Mais sans as dans sa manchette comme l’automne dernier, à savoir des jambes de feu, le cycliste québécois devait aussi compter sur un peu de chance sur l’épreuve de 257 kilomètres.

Or, cet élément essentiel à une course réussie à Paris-Roubaix, même par temps sec, l’a abandonné dès le passage de la célèbre tranchée, où il a subi une première crevaison. Après un dépannage à la sortie du 12e de 30 secteurs pavés, le champion canadien s’est remis en route.

PHOTO TIRÉE DE LA PAGE INSTAGRAM D’ISRAEL-PREMIER TECH

Guillaume Boivin se rafraîchit après avoir pris le 61rang à Paris-Roubaix.

J’ai chassé très longtemps, je suis revenu dans le groupe [de tête], mais ça m’avait vraiment tout pris. Ensuite, je n’avais plus les jambes. Puis j’ai crevé deux autres fois. Ce n’était vraiment pas l’idéal pour la fin de course.

Guillaume Boivin

Le coureur d’Israel-Premier Tech a franchi la ligne d’arrivée dans le vélodrome de Roubaix au 61rang, à 15 minutes du gagnant, le Néerlandais Dylan Van Baarle, qui a ainsi procuré une première victoire à la formation britannique Ineos dans la « reine des classiques », dimanche.

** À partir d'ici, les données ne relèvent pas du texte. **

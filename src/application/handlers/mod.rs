//! Application handlers.
//!
//! Command and query handlers that orchestrate domain operations. Each handler
//! holds the ports it needs and exposes a single `handle` entry point.

pub mod account;
pub mod feed;
pub mod resource;
pub mod status;
pub mod upvote;
//! Process-local stand-in for the managed backend's tables and storage.
//!
//! All tables sit behind one lock, so multi-table writes (create with an initial
//! status, cascading delete) are atomic just like the database functions they
//! replace. Not shared across processes.

use std::collections::HashMap;
use std::sync::Arc;

use tokio::sync::RwLock;

use crate::domain::foundation::{ResourceId, UserId};
use crate::domain::resource::{Resource, StatusUpdate, Upvote};
use crate::domain::user::UserProfile;

/// An uploaded object.
#[derive(Debug, Clone)]
pub(super) struct StoredObject {
    pub bytes: Vec<u8>,
    pub content_type: String,
}

#[derive(Debug, Default)]
pub(super) struct Tables {
    pub resources: Vec<Resource>,
    pub statuses: Vec<StatusUpdate>,
    pub upvotes: Vec<Upvote>,
    /// Rows of the legacy `replies` table; only ever purged.
    pub legacy_replies: Vec<ResourceId>,
    pub profiles: HashMap<UserId, UserProfile>,
    pub objects: HashMap<String, StoredObject>,
}

/// In-memory backend implementing every table and storage port.
///
/// Cloning shares the same tables.
///
/// # Example
///
/// ```ignore
/// let backend = MemoryBackend::new();
/// let resources: Arc<dyn ResourceRepository> = Arc::new(backend.clone());
/// let statuses: Arc<dyn StatusRepository> = Arc::new(backend.clone());
/// ```
#[derive(Debug, Clone)]
pub struct MemoryBackend {
    pub(super) tables: Arc<RwLock<Tables>>,
    pub(super) public_base: String,
}

impl Default for MemoryBackend {
    fn default() -> Self {
        Self::new()
    }
}

impl MemoryBackend {
    pub fn new() -> Self {
        Self {
            tables: Arc::new(RwLock::new(Tables::default())),
            public_base: "memory://images".to_string(),
        }
    }

    // === Test Helpers ===

    /// Number of stored resources.
    pub async fn resource_count(&self) -> usize {
        self.tables.read().await.resources.len()
    }

    /// Number of stored status updates (all resources).
    pub async fn status_count(&self) -> usize {
        self.tables.read().await.statuses.len()
    }

    /// Number of stored upvotes (all resources).
    pub async fn upvote_count(&self) -> usize {
        self.tables.read().await.upvotes.len()
    }

    /// Content type and size of an uploaded object.
    pub async fn object(&self, key: &str) -> Option<(String, usize)> {
        self.tables
            .read()
            .await
            .objects
            .get(key)
            .map(|o| (o.content_type.clone(), o.bytes.len()))
    }
}
//! Shared application state for the HTTP layer.

use std::sync::Arc;
use std::time::Duration;

use crate::adapters::memory::{MemoryAuthProvider, MemoryBackend};
use crate::adapters::supabase::{
    SupabaseAuthProvider, SupabaseClient, SupabaseImageStorage, SupabaseProfileRepository,
    SupabaseResourceRepository, SupabaseStatusRepository, SupabaseUpvoteRepository,
};
use crate::application::handlers::account::{
    ListOwnResourcesHandler, RegisterHandler, SignInHandler, SignOutHandler,
};
use crate::application::handlers::feed::FetchFeedHandler;
use crate::application::handlers::resource::{
    CreateResourceHandler, DeleteResourceHandler, EditResourceHandler,
};
use crate::application::handlers::status::{
    AddCommentHandler, ListCommentsHandler, PostStatusHandler,
};
use crate::application::handlers::upvote::ToggleUpvoteHandler;
use crate::application::SessionBridge;
use crate::ports::{
    AuthProvider, ImageStorage, ProfileRepository, ResourceRepository, StatusRepository,
    UpvoteRepository,
};

use super::middleware::SessionManager;

/// The managed backend's ports, whichever adapter provides them.
#[derive(Clone)]
pub struct BackendPorts {
    pub auth: Arc<dyn AuthProvider>,
    pub resources: Arc<dyn ResourceRepository>,
    pub statuses: Arc<dyn StatusRepository>,
    pub upvotes: Arc<dyn UpvoteRepository>,
    pub profiles: Arc<dyn ProfileRepository>,
    pub images: Arc<dyn ImageStorage>,
}

impl BackendPorts {
    /// Ports backed by a hosted Supabase project.
    pub fn supabase(client: SupabaseClient) -> Self {
        Self {
            auth: Arc::new(SupabaseAuthProvider::new(client.clone())),
            resources: Arc::new(SupabaseResourceRepository::new(client.clone())),
            statuses: Arc::new(SupabaseStatusRepository::new(client.clone())),
            upvotes: Arc::new(SupabaseUpvoteRepository::new(client.clone())),
            profiles: Arc::new(SupabaseProfileRepository::new(client.clone())),
            images: Arc::new(SupabaseImageStorage::new(client)),
        }
    }

    /// Ports backed by process memory.
    pub fn in_memory(backend: Arc<MemoryBackend>, auth: Arc<MemoryAuthProvider>) -> Self {
        Self {
            auth,
            resources: backend.clone(),
            statuses: backend.clone(),
            upvotes: backend.clone(),
            profiles: backend.clone(),
            images: backend,
        }
    }
}

/// Shared application state containing all dependencies.
#[derive(Clone)]
pub struct AppState {
    pub ports: BackendPorts,
    pub sessions: Arc<SessionManager>,
    pub bridge: SessionBridge,
}

impl AppState {
    pub fn new(ports: BackendPorts, sessions: SessionManager, refresh_window: Duration) -> Self {
        let bridge = SessionBridge::new(ports.auth.clone(), refresh_window);
        Self {
            ports,
            sessions: Arc::new(sessions),
            bridge,
        }
    }

    pub fn fetch_feed_handler(&self) -> FetchFeedHandler {
        FetchFeedHandler::new(
            self.ports.resources.clone(),
            self.ports.upvotes.clone(),
            self.ports.statuses.clone(),
            self.ports.profiles.clone(),
        )
    }

    pub fn sign_in_handler(&self) -> SignInHandler {
        SignInHandler::new(self.ports.auth.clone(), self.ports.profiles.clone())
    }

    pub fn register_handler(&self) -> RegisterHandler {
        RegisterHandler::new(self.ports.auth.clone(), self.ports.profiles.clone())
    }

    pub fn sign_out_handler(&self) -> SignOutHandler {
        SignOutHandler::new(self.ports.auth.clone())
    }

    pub fn list_own_resources_handler(&self) -> ListOwnResourcesHandler {
        ListOwnResourcesHandler::new(self.ports.resources.clone())
    }

    pub fn create_resource_handler(&self) -> CreateResourceHandler {
        CreateResourceHandler::new(self.ports.resources.clone(), self.ports.images.clone())
    }

    pub fn edit_resource_handler(&self) -> EditResourceHandler {
        EditResourceHandler::new(self.ports.resources.clone())
    }

    pub fn delete_resource_handler(&self) -> DeleteResourceHandler {
        DeleteResourceHandler::new(self.ports.resources.clone())
    }

    pub fn post_status_handler(&self) -> PostStatusHandler {
        PostStatusHandler::new(self.ports.statuses.clone())
    }

    pub fn add_comment_handler(&self) -> AddCommentHandler {
        AddCommentHandler::new(self.ports.statuses.clone())
    }

    pub fn list_comments_handler(&self) -> ListCommentsHandler {
        ListCommentsHandler::new(self.ports.resources.clone(), self.ports.statuses.clone())
    }

    pub fn toggle_upvote_handler(&self) -> ToggleUpvoteHandler {
        ToggleUpvoteHandler::new(self.ports.resources.clone(), self.ports.upvotes.clone())
    }
}
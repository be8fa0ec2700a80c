//! Route configuration.
//!
//! Configures the Axum router with every page and JSON endpoint, wrapped in the
//! session middleware and request tracing.

use axum::extract::DefaultBodyLimit;
use axum::middleware;
use axum::routing::{get, post};
use axum::Router;
use tower_http::trace::TraceLayer;

use super::middleware::session_middleware;
use super::{pages, resources, AppState};

/// Largest accepted request body (image uploads included).
const MAX_BODY_BYTES: usize = 16 * 1024 * 1024;

/// Creates the application router.
///
/// Routes:
/// - `GET /` - ranked feed
/// - `GET /about` - static page
/// - `GET|POST /login`, `GET|POST /register`, `GET /logout`
/// - `GET /profile` - own resources (login)
/// - `GET /admin` - admin page (admin)
/// - `POST /upvote_resource` - JSON upvote toggle (login)
/// - `GET|POST /create_post` - share a resource (login)
/// - `POST /update_status/:id` - append a status update (login)
/// - `POST /delete_resource/:id` - JSON cascade delete (login)
/// - `GET|POST /edit_post/:id` - edit a resource (login)
/// - `GET|POST /comments/:id` - list and add comments (login)
pub fn app_router(state: AppState) -> Router {
    Router::new()
        .route("/", get(pages::index))
        .route("/about", get(pages::about))
        .route("/login", get(pages::login_form).post(pages::login))
        .route("/register", get(pages::register_form).post(pages::register))
        .route("/profile", get(pages::profile))
        .route("/admin", get(pages::admin))
        .route("/logout", get(pages::logout))
        .route("/upvote_resource", post(resources::upvote_resource))
        .route(
            "/create_post",
            get(resources::create_post_form).post(resources::create_post),
        )
        .route("/update_status/:id", post(resources::update_status))
        .route("/delete_resource/:id", post(resources::delete_resource))
        .route(
            "/edit_post/:id",
            get(resources::edit_post_form).post(resources::edit_post),
        )
        .route(
            "/comments/:id",
            get(resources::comments).post(resources::add_comment),
        )
        .layer(middleware::from_fn_with_state(
            state.clone(),
            session_middleware,
        ))
        .layer(DefaultBodyLimit::max(MAX_BODY_BYTES))
        .layer(TraceLayer::new_for_http())
        .with_state(state)
}

#[cfg(test)]
mod tests {
    use super::*;
    use crate::adapters::http::{BackendPorts, SessionManager};
    use crate::adapters::memory::{MemoryAuthProvider, MemoryBackend, MemorySessionStore};
    use crate::application::DEFAULT_REFRESH_WINDOW;
    use crate::config::SessionConfig;
    use axum::body::Body;
    use axum::http::{header, Request, StatusCode};
    use std::sync::Arc;
    use tower::ServiceExt;

    fn test_router() -> Router {
        let ports = BackendPorts::in_memory(
            Arc::new(MemoryBackend::new()),
            Arc::new(MemoryAuthProvider::new()),
        );
        let sessions = SessionManager::new(
            Arc::new(MemorySessionStore::new()),
            &SessionConfig::new("0123456789abcdef0123456789abcdef"),
        )
        .unwrap();
        app_router(AppState::new(ports, sessions, DEFAULT_REFRESH_WINDOW))
    }

    async fn get(uri: &str) -> axum::response::Response {
        test_router()
            .oneshot(Request::builder().uri(uri).body(Body::empty()).unwrap())
            .await
            .unwrap()
    }

    #[tokio::test]
    async fn feed_renders_for_guests() {
        let response = get("/").await;

        assert_eq!(response.status(), StatusCode::OK);
        assert!(response.headers().get(header::SET_COOKIE).is_none());
    }

    #[tokio::test]
    async fn about_renders_for_guests() {
        assert_eq!(get("/about").await.status(), StatusCode::OK);
    }

    #[tokio::test]
    async fn gated_pages_redirect_guests_to_login() {
        for uri in ["/profile", "/create_post", "/logout"] {
            let response = get(uri).await;

            assert_eq!(response.status(), StatusCode::SEE_OTHER, "{}", uri);
            assert_eq!(response.headers()[header::LOCATION], "/login", "{}", uri);
        }
    }

    #[tokio::test]
    async fn admin_page_sends_guests_home() {
        let response = get("/admin").await;

        assert_eq!(response.status(), StatusCode::SEE_OTHER);
        assert_eq!(response.headers()[header::LOCATION], "/");
    }

    #[tokio::test]
    async fn unknown_route_is_not_found() {
        assert_eq!(get("/nope").await.status(), StatusCode::NOT_FOUND);
    }
}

« Je suis un peu triste, je ne vais pas te mentir », a confié Boivin quelques heures après la course. Il s’apprêtait à casser la croûte dans un restaurant de Lille avec un groupe de Québécois venus l’encourager, dont sa copine, son frère et son père. « J’aime tellement cette course-là. »

Neuvième sous la pluie et dans la boue l’an dernier, une première en 30 ans pour un Canadien, Boivin se consolait à l’idée d’avoir pu prendre le départ de la 119présentation de l’« Enfer du Nord ». Terrassé par la grippe, il n’y croyait pas sept jours plus tôt. Pendant deux semaines, il n’a pratiquement pas roulé.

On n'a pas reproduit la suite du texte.